BEGIN

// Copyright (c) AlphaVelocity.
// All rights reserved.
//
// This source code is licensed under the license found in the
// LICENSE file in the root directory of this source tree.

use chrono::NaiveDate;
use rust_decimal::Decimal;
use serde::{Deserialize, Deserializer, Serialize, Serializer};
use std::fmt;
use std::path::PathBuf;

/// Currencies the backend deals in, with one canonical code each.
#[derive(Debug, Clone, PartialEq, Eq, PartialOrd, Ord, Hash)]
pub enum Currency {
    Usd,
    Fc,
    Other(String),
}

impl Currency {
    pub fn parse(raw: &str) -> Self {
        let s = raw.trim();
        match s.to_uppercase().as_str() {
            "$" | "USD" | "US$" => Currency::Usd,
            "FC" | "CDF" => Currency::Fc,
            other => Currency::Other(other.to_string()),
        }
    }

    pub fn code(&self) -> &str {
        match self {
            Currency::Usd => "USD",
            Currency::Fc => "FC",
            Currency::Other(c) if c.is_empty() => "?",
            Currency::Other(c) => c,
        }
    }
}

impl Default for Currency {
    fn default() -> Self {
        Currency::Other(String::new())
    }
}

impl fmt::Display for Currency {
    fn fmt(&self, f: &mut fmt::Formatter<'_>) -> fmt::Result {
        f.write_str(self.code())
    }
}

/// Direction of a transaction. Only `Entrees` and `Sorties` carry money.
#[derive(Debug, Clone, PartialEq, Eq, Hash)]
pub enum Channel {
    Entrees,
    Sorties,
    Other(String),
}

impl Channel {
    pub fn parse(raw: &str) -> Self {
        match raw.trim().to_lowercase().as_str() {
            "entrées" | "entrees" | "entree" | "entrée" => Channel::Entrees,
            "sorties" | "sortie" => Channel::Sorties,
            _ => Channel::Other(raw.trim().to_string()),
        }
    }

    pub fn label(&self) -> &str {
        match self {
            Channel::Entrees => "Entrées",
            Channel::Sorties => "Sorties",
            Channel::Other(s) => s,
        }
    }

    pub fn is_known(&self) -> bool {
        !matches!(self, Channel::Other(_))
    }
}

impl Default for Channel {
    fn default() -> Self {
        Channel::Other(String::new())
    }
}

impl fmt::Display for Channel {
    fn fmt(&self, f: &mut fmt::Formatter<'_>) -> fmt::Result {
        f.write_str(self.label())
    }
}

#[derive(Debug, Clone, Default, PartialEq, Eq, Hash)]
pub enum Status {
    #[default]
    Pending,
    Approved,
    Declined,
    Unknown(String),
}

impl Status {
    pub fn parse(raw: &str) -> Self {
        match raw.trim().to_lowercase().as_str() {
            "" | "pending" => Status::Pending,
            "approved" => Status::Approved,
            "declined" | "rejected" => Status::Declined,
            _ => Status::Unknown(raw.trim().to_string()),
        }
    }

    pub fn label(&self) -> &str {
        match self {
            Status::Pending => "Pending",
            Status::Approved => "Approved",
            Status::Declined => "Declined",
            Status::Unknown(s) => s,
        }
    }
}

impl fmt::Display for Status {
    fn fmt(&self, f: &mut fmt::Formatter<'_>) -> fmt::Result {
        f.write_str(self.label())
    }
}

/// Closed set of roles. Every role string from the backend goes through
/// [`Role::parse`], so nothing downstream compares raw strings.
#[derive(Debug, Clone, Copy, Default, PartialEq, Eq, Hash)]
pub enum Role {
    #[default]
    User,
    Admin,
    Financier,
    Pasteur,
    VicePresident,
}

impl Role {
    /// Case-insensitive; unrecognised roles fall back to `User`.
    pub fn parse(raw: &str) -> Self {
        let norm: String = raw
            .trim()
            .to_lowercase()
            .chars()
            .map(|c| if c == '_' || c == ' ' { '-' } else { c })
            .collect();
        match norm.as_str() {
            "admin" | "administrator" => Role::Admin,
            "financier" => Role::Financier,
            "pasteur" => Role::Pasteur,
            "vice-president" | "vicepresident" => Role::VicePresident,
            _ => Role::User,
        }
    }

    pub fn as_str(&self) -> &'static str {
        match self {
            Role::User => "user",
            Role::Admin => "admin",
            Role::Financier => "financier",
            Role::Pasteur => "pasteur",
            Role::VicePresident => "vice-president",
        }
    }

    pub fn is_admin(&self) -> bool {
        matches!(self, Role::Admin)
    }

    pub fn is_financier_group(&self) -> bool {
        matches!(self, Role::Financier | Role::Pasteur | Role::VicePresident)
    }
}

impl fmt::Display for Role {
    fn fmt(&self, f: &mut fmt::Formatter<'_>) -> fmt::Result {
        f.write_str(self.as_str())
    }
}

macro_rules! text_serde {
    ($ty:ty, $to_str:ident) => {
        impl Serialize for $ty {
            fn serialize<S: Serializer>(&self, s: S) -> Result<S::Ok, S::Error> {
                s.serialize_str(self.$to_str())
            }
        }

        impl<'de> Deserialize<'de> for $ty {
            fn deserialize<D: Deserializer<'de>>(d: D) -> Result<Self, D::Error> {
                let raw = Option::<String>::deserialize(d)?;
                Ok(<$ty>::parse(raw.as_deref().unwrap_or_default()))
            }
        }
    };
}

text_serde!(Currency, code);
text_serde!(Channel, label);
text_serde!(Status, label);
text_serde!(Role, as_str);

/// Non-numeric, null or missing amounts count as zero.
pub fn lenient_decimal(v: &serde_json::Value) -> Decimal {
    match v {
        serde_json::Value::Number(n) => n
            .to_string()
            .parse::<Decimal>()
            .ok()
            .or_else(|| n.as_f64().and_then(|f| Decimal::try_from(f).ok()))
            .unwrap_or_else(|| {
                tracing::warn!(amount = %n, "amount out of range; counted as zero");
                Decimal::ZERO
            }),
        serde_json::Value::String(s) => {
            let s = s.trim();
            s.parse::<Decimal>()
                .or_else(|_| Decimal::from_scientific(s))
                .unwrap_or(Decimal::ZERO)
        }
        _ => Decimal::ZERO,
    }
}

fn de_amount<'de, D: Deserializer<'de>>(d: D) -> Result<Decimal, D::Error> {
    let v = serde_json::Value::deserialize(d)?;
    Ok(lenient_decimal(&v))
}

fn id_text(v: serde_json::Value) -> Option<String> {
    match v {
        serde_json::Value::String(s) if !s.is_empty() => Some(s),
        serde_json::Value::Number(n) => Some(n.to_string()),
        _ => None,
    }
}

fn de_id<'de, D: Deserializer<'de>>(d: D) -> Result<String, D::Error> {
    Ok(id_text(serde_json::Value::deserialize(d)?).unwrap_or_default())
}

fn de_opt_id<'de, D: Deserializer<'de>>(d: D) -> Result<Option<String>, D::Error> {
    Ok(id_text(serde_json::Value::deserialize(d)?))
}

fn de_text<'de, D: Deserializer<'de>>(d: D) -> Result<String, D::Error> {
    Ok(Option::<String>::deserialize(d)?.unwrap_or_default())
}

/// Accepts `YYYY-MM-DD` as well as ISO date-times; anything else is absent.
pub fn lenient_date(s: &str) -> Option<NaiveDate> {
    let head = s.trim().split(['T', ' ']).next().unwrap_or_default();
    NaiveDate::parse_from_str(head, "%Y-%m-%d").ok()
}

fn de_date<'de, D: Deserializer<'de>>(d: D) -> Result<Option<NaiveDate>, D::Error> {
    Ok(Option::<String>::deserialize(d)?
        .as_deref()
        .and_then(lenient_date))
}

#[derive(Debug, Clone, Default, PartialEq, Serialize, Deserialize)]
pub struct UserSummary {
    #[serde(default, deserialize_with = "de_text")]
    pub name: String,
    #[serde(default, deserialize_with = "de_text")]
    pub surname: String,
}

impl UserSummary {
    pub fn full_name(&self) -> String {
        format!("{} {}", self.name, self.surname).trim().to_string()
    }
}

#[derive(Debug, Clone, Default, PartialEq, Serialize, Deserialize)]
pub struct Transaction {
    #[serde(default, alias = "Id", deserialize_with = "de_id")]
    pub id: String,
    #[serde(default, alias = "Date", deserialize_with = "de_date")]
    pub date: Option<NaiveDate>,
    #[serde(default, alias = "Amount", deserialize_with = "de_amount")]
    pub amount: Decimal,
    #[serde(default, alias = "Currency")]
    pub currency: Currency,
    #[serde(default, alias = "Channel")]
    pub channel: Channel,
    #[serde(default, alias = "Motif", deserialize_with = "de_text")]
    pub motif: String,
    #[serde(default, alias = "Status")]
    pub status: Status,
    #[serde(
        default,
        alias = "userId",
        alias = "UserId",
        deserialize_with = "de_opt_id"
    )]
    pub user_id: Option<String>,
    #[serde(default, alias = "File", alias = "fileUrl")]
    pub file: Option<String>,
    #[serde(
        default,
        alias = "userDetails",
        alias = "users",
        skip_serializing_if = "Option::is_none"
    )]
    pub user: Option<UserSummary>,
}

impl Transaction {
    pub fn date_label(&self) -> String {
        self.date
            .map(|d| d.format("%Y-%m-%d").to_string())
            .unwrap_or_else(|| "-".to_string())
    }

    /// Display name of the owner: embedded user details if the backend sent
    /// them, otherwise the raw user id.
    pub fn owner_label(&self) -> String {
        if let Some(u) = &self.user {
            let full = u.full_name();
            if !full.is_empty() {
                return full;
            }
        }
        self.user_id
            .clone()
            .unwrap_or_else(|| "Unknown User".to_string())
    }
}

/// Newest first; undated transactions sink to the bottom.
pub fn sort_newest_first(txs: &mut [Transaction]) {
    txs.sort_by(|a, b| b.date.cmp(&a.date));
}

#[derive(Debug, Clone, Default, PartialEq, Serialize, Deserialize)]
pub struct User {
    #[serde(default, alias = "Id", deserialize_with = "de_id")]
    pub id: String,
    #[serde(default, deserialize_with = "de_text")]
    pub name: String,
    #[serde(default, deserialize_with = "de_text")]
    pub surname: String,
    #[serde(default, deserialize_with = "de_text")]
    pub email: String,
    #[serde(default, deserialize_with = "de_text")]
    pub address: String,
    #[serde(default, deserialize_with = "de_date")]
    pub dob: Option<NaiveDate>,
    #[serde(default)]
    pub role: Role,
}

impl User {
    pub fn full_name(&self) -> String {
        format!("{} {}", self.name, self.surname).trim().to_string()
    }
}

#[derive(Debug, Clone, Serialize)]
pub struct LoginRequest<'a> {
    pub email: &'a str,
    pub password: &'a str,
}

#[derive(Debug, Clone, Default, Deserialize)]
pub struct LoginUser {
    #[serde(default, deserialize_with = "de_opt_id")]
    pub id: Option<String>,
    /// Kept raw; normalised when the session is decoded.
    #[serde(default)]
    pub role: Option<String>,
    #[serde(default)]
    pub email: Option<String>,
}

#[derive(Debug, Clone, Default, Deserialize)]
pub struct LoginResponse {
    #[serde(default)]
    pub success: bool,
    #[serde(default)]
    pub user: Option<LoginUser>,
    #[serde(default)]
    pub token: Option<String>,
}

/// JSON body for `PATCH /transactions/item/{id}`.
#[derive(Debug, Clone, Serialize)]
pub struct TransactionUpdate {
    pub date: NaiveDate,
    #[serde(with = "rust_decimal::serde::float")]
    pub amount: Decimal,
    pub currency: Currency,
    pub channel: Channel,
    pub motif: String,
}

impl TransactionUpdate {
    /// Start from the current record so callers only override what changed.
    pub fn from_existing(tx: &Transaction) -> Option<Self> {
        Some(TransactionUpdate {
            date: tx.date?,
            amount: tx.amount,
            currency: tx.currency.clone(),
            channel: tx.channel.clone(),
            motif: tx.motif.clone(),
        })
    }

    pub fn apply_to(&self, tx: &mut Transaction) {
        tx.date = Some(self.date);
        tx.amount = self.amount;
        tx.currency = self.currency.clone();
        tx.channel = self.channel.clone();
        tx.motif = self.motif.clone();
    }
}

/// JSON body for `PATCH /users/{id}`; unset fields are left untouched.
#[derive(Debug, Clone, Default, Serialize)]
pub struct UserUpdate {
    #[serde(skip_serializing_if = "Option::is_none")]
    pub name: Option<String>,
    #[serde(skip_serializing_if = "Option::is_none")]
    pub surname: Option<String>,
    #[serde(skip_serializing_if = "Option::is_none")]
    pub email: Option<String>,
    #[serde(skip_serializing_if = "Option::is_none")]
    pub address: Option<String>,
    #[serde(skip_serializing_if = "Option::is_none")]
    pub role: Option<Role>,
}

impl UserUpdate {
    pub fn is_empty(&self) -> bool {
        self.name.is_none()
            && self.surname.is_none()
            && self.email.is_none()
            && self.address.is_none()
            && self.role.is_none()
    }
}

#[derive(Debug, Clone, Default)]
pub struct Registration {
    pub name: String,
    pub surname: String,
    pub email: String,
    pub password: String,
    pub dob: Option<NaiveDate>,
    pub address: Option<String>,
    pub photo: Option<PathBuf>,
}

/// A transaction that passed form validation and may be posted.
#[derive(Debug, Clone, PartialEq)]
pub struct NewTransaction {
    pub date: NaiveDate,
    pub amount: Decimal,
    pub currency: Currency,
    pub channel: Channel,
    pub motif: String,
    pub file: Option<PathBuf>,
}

END

→ **WHAT YOU HAVE TO DO**: The word "PartialEq" is the filter: copy every line of the listing above that contains it.

→ **WORKED SOLUTION**:
#[derive(Debug, Clone, PartialEq, Eq, PartialOrd, Ord, Hash)]
#[derive(Debug, Clone, PartialEq, Eq, Hash)]
#[derive(Debug, Clone, Default, PartialEq, Eq, Hash)]
#[derive(Debug, Clone, Copy, Default, PartialEq, Eq, Hash)]
#[derive(Debug, Clone, Default, PartialEq, Serialize, Deserialize)]
#[derive(Debug, Clone, Default, PartialEq, Serialize, Deserialize)]
#[derive(Debug, Clone, Default, PartialEq, Serialize, Deserialize)]
#[derive(Debug, Clone, PartialEq)]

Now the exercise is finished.